IN. : la périodicité de So Good va-t-elle changer? ou pensez-vous avoir trouvé le bon rythme?
F.A. : non, trimestriel est un bon rythme pour un magazine comme So Good. En revanche nous allons lancer une plateforme audio en complément, et nous espérons toujours pouvoir créer des événements récurrents pour incarner physiquement le projet, et rassembler aussi bien les activistes, les entreprises, les particuliers, et faire dialoguer tout le monde pour faire émerger des solutions et des projets concrets.
IN. : votre concept est pile poil dans la plaque en termes de contenu, de tendance lourde. Le premier numéro a bien marché. Quid du deuxième. Les annonceurs sont-ils au rendez-vous pour 2021?

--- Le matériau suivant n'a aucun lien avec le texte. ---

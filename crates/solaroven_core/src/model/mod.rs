//! Type definitions for oven simulations
//!
//! - `oven` - oven designs and their thermal profiles
//! - `profiles` - irradiance and noise models
//! - `session` - session timing, phases and validation
//! - `results` - readings and simulation results

mod oven;
mod profiles;
mod results;
mod session;

pub use oven::{OvenProfile, OvenProfiles, OvenType};
pub use profiles::{NoiseProfile, RadiationProfile};
pub use results::{MonteCarloResult, OvenReading, SessionResult};
pub use session::{CookingPhase, MAX_SAMPLES, SessionConfig};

F.A. : le premier numéro a vendu environ 40 000 exemplaires, ce qui est beaucoup pour ce type de presse. Le deuxième va être un peu en-dessous, mais il s’est bien vendu aussi, et le troisième a l’air de partir mieux que le deuxième. On travaille sur 2021, pour l’instant ça se passe bien, le projet a pris plus d’ampleur que prévu, et plus rapidement, c’est super encourageant. Et les numéros sont de mieux en mieux. Hélène, qui dirige le magazine, affine la ligne au fur et à mesure, c’est du « test and learn », et elle réalise un super boulot, je suis très fier de ces numéros, et très confiant sur l’avenir de So Good.
IN. : n’avez-vous pas l’impression que tout (hebdo, tv, web, féminin) va devenir peu à peu GOOD par la force des choses ?
F.A. : oui, par la force des choses, et c’est tant mieux. Je ne suis pas de ceux qui pensent qu’on en fait trop dans ce domaine : si tout le monde prend conscience qu’on peut être plus justes, plus responsables, plus équitables, c’est tant mieux. Allons dans ce sens : mettons en avant celles et ceux qui font des choses bien, et nous-mêmes essayons de nous améliorer le plus possible. Cela peut paraître très mièvre comme message, mais ça ne l’est pas si c’est tout le monde fait preuve d’honnêteté. Il ne s’agit pas de dire : applaudissons aux fenêtres, faisons des coeurs avec les mains et postons des vidéos mignonnes sur TikTok. Cela, je m’en fous, ça ne m’intéresse pas. Ce qui m’intéresse c’est le rapport honnête à la chose : c’est la merde pour tout le monde, ok, état de fait, bon : comment fait-on pour s’en sortir ? Et pour s’en sortir par le haut ? Si une entreprise ou un média se dit que pour gagner des lecteurs ou tout simplement pour que ses clients soient encore vivants demain, il faut évoluer positivement, être plus responsable, etc. alors c’est super.